[Collection entries]
- Opening Delimiter -
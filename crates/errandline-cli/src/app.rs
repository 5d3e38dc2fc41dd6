//! Terminal application state and flows.
//!
//! `App` owns the core context plus the bits only a terminal front end
//! needs: interactive prompts, keychain-backed password reuse and printing.

use std::fmt;
use std::io::{self, Write};
use std::sync::atomic::{AtomicBool, Ordering};
use std::sync::Arc;

use anyhow::{anyhow, bail, Result};
use chrono::Utc;
use tracing::{debug, info, warn};

use errandline_core::auth::{CredentialStore, Role, SessionState};
use errandline_core::config::Config;
use errandline_core::notify::{Notice, NoticeKind, Notifier};
use errandline_core::push::{DeviceRegistrar, StaticRegistrar, UnsupportedRegistrar};
use errandline_core::resource::{FetchOutcome, Resource, ResourceView};
use errandline_core::store::FileStore;
use errandline_core::validation::LoginRequest;
use errandline_core::vendor::PriceUpdate;
use errandline_core::AppContext;

use crate::render;

/// Device token for hosts that receive pushes out of band.
pub const DEVICE_TOKEN_ENV: &str = "ERRANDLINE_DEVICE_TOKEN";

/// Prints notices to stderr so stdout stays clean for data.
#[derive(Debug, Default, Clone)]
pub struct TerminalNotifier {
    error_shown: Arc<AtomicBool>,
}

impl TerminalNotifier {
    /// Whether an error notice has been printed during this run.
    pub fn error_shown(&self) -> bool {
        self.error_shown.load(Ordering::Relaxed)
    }
}

impl Notifier for TerminalNotifier {
    fn notify(&self, notice: Notice) {
        let marker = match notice.kind {
            NoticeKind::Success => "✓",
            NoticeKind::Error => {
                self.error_shown.store(true, Ordering::Relaxed);
                "✗"
            }
            NoticeKind::Info => "•",
        };
        eprintln!("{} {}", marker, notice.message);
    }
}

/// A failure the user has already seen as an error notice. `main` exits
/// non-zero without printing it again.
#[derive(Debug)]
pub struct Reported;

impl fmt::Display for Reported {
    fn fmt(&self, f: &mut fmt::Formatter<'_>) -> fmt::Result {
        f.write_str("failure already reported")
    }
}

impl std::error::Error for Reported {}

pub struct App {
    pub ctx: AppContext,
    config: Config,
    state: SessionState,
    notifier: TerminalNotifier,
}

impl App {
    pub async fn new(base_url: Option<String>) -> Result<Self> {
        let mut config = match Config::load() {
            Ok(c) => c,
            Err(e) => {
                warn!(error = %e, "Failed to load config, using defaults");
                Config::default()
            }
        };
        config.base_url_override = base_url;

        let store = Arc::new(FileStore::new(config.store_dir()?)?);
        let registrar: Arc<dyn DeviceRegistrar> = match std::env::var(DEVICE_TOKEN_ENV) {
            Ok(token) if !token.trim().is_empty() => Arc::new(StaticRegistrar::new(token.trim())),
            _ => Arc::new(UnsupportedRegistrar),
        };

        let notifier = TerminalNotifier::default();
        let ctx = AppContext::new(config.clone(), store, Arc::new(notifier.clone()), registrar)?;
        let state = ctx.boot().await;
        debug!(logged_in = state.is_logged_in, "App booted");

        Ok(Self { ctx, config, state, notifier })
    }

    /// Turn a core failure into the error `main` reports. Failures the
    /// notifier already printed become `Reported`.
    fn failure(&self, message: String) -> anyhow::Error {
        failure(&self.notifier, message)
    }

    pub fn state(&self) -> &SessionState {
        &self.state
    }

    pub fn require_role(&self) -> Result<Role> {
        self.state
            .logged_in_role()
            .ok_or_else(|| anyhow!("Not logged in. Run `errandline login` first."))
    }

    fn require(&self, role: Role) -> Result<()> {
        let current = self.require_role()?;
        if current != role {
            bail!("This command is only available to {}s", role);
        }
        Ok(())
    }

    // ===== Login =====

    /// Interactive login. Prompts for whatever was not given, offering the
    /// last used identity and any password saved in the keychain.
    pub async fn login(&mut self, role: Option<Role>, login: Option<String>) -> Result<()> {
        let role = match role {
            Some(role) => role,
            None => match self.config.last_role.as_deref().and_then(|r| r.parse::<Role>().ok()) {
                Some(role) => role,
                None => prompt_role()?,
            },
        };

        let field = if role.uses_username() { "Username" } else { "Email" };
        let login = match login {
            Some(login) => login,
            None => match self.config.last_username.clone() {
                Some(last) if self.config.last_role.as_deref() == Some(role.as_str()) => {
                    let input = prompt(&format!("{} [{}]: ", field, last))?;
                    if input.is_empty() {
                        last
                    } else {
                        input
                    }
                }
                _ => prompt(&format!("{}: ", field))?,
            },
        };

        let password = if CredentialStore::has_credentials(role, &login) {
            let input = prompt("Use stored password? [Y/n]: ")?;
            if input.to_lowercase() != "n" {
                CredentialStore::get_password(role, &login)?
            } else {
                rpassword::prompt_password("Password: ")?
            }
        } else {
            rpassword::prompt_password("Password: ")?
        };

        let request = LoginRequest::new(role, login.trim(), password);
        let state = self
            .ctx
            .session
            .authenticate(&request)
            .await
            .map_err(|e| self.failure(e.user_message()))?;
        self.state = state;

        if let Err(e) = CredentialStore::store(role, &request.login, &request.password) {
            warn!(error = %e, "Failed to save password to keychain");
        }
        self.config.last_username = Some(request.login.clone());
        self.config.last_role = Some(role.as_str().to_string());
        if let Err(e) = self.config.save() {
            warn!(error = %e, "Failed to save config");
        }
        info!(role = %role, "Login complete");
        Ok(())
    }

    pub async fn logout(&mut self, forget: bool) -> Result<()> {
        if forget {
            if let (Some(login), Some(role)) = (
                self.config.last_username.as_deref(),
                self.config.last_role.as_deref().and_then(|r| r.parse::<Role>().ok()),
            ) {
                if let Err(e) = CredentialStore::delete(role, login) {
                    debug!(error = %e, "No saved password to forget");
                }
            }
        }
        self.ctx.session.logout().await;
        self.state = self.ctx.session.snapshot();
        Ok(())
    }

    // ===== Views =====

    /// Show cached data, then refresh unless offline.
    async fn load<R: Resource>(&self, view: &ResourceView<R>, offline: bool) -> Option<R::Payload> {
        let cached = view.hydrate();
        if offline {
            if let Some(age) = view.last_updated() {
                eprintln!("Showing cached data (updated {})", age);
            }
            return cached;
        }
        match view.refresh().await {
            FetchOutcome::Fresh(data) => Some(data),
            FetchOutcome::Fallback { cached, .. } => {
                if let Some(age) = view.last_updated() {
                    eprintln!("Showing cached data (updated {})", age);
                }
                cached
            }
            FetchOutcome::Superseded => view.current(),
        }
    }

    pub async fn show_orders(&self, offline: bool) -> Result<()> {
        let now = Utc::now();
        let orders = match self.require_role()? {
            Role::Vendor => self
                .load(&self.ctx.vendor_orders(), offline)
                .await
                .map(|book| book.orders),
            Role::Dispatcher => self.load(&self.ctx.dispatcher_orders(), offline).await,
        };
        match orders {
            Some(orders) => print!("{}", render::orders(&orders, &now)),
            None => println!("No orders available"),
        }
        Ok(())
    }

    pub fn show_order(&self, order_id: i64) -> Result<()> {
        let order = match self.require_role()? {
            Role::Vendor => self.ctx.vendor_orders().find_order(order_id),
            Role::Dispatcher => self.ctx.dispatcher_orders().find_order(order_id),
        };
        match order {
            Some(order) => print!("{}", render::order_detail(&order)),
            None => bail!("Order not found"),
        }
        Ok(())
    }

    pub async fn show_transactions(&self, offline: bool) -> Result<()> {
        let role = self.require_role()?;
        match self.load(&self.ctx.transactions(role), offline).await {
            Some(transactions) => print!("{}", render::transactions(&transactions, &Utc::now())),
            None => println!("No transactions available"),
        }
        Ok(())
    }

    pub async fn show_items(&self, offline: bool) -> Result<()> {
        self.require(Role::Vendor)?;
        match self.load(&self.ctx.vendor_items(), offline).await {
            Some(profile) => print!("{}", render::items(&profile)),
            None => println!("No items available"),
        }
        Ok(())
    }

    pub async fn show_dashboard(&self, offline: bool) -> Result<()> {
        self.require(Role::Vendor)?;
        match self.load(&self.ctx.vendor_dashboard(), offline).await {
            Some(dashboard) => print!("{}", render::dashboard(&dashboard, &Utc::now())),
            None => println!("Dashboard unavailable"),
        }
        Ok(())
    }

    /// Refresh every view the current role has, concurrently.
    pub async fn refresh_all(&self) -> Result<()> {
        let role = self.require_role()?;
        let transactions = self.ctx.transactions(role);
        let results: Vec<(&str, bool)> = match role {
            Role::Vendor => {
                let orders = self.ctx.vendor_orders();
                let dashboard = self.ctx.vendor_dashboard();
                let items = self.ctx.vendor_items();
                let (o, d, i, t) = futures::join!(
                    orders.refresh(),
                    dashboard.refresh(),
                    items.refresh(),
                    transactions.refresh()
                );
                vec![
                    ("orders", o.is_fresh()),
                    ("dashboard", d.is_fresh()),
                    ("items", i.is_fresh()),
                    ("transactions", t.is_fresh()),
                ]
            }
            Role::Dispatcher => {
                let orders = self.ctx.dispatcher_orders();
                let (o, t) = futures::join!(orders.refresh(), transactions.refresh());
                vec![("orders", o.is_fresh()), ("transactions", t.is_fresh())]
            }
        };

        let failed: Vec<&str> = results.iter().filter(|(_, ok)| !ok).map(|(name, _)| *name).collect();
        if !failed.is_empty() {
            bail!("Refresh failed for: {}", failed.join(", "));
        }
        println!("Last updated: {}", self.ctx.cache.get_cache_ages(role).last_updated());
        Ok(())
    }

    // ===== Actions =====

    pub async fn process_order(&self, order_id: i64) -> Result<()> {
        self.require(Role::Vendor)?;
        let view = self.ctx.vendor_orders();
        view.hydrate();
        let order = self
            .ctx
            .orders
            .process_order(&view, order_id)
            .await
            .map_err(|e| self.failure(e.user_message()))?;
        print!("{}", render::order_detail(&order));
        Ok(())
    }

    pub async fn complete_order(&self, order_id: i64) -> Result<()> {
        self.require(Role::Dispatcher)?;
        let view = self.ctx.dispatcher_orders();
        view.hydrate();
        let order = self
            .ctx
            .orders
            .complete_order(&view, order_id)
            .await
            .map_err(|e| self.failure(e.user_message()))?;
        print!("{}", render::order_detail(&order));
        Ok(())
    }

    pub async fn withdraw(&self, amount: &str) -> Result<()> {
        self.require(Role::Vendor)?;
        self.ctx
            .vendor
            .withdraw(amount)
            .await
            .map_err(|e| self.failure(e.user_message()))?;
        Ok(())
    }

    pub async fn update_item_price(&self, item_id: i64, update: PriceUpdate) -> Result<()> {
        self.require(Role::Vendor)?;
        self.ctx
            .vendor
            .update_item_price(item_id, &update)
            .await
            .map_err(|e| self.failure(e.user_message()))?;
        self.ctx.vendor_items().refresh().await;
        Ok(())
    }

    pub async fn delete_item(&self, item_id: i64) -> Result<()> {
        self.require(Role::Vendor)?;
        self.ctx
            .vendor
            .delete_item(item_id)
            .await
            .map_err(|e| self.failure(e.user_message()))?;
        self.ctx.vendor_items().refresh().await;
        Ok(())
    }

    // ===== Push =====

    pub fn push_status(&self) -> Result<()> {
        let token = self.ctx.push.device_token()?;
        println!(
            "Device token: {}",
            token.as_deref().map(render_token).unwrap_or_else(|| "none".to_string())
        );
        println!("Reported to backend: {}", if self.ctx.push.token_sent()? { "yes" } else { "no" });
        Ok(())
    }

    pub async fn push_sync(&self) -> Result<()> {
        self.require_role()?;
        if self.ctx.push.sync().await? {
            println!("Device token reported");
        } else {
            println!("No device token to report");
        }
        Ok(())
    }

    pub async fn push_unregister(&self) -> Result<()> {
        self.require_role()?;
        self.ctx.push.remove_from_backend().await?;
        self.ctx.push.cleanup()?;
        println!("Device token removed");
        Ok(())
    }
}

fn failure(notifier: &TerminalNotifier, message: String) -> anyhow::Error {
    if notifier.error_shown() {
        anyhow::Error::new(Reported)
    } else {
        anyhow!(message)
    }
}

/// Show only the tail of a device token.
fn render_token(token: &str) -> String {
    let chars: Vec<char> = token.chars().collect();
    if chars.len() <= 8 {
        return token.to_string();
    }
    format!("...{}", chars[chars.len() - 8..].iter().collect::<String>())
}

fn prompt(label: &str) -> Result<String> {
    print!("{}", label);
    io::stdout().flush()?;

    let mut input = String::new();
    io::stdin().read_line(&mut input)?;
    Ok(input.trim().to_string())
}

fn prompt_role() -> Result<Role> {
    loop {
        let input = prompt("Log in as (vendor/dispatcher): ")?;
        match input.to_lowercase().parse::<Role>() {
            Ok(role) => return Ok(role),
            Err(e) => eprintln!("{}", e.user_message()),
        }
    }
}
- Closing Delimiter -
_WORK TO BE COMPLETED_
Using the records above, find and show each line with the string "Ordering".

_RESPONSE BELOW_
use std::sync::atomic::{AtomicBool, Ordering};
        self.error_shown.load(Ordering::Relaxed)
                self.error_shown.store(true, Ordering::Relaxed);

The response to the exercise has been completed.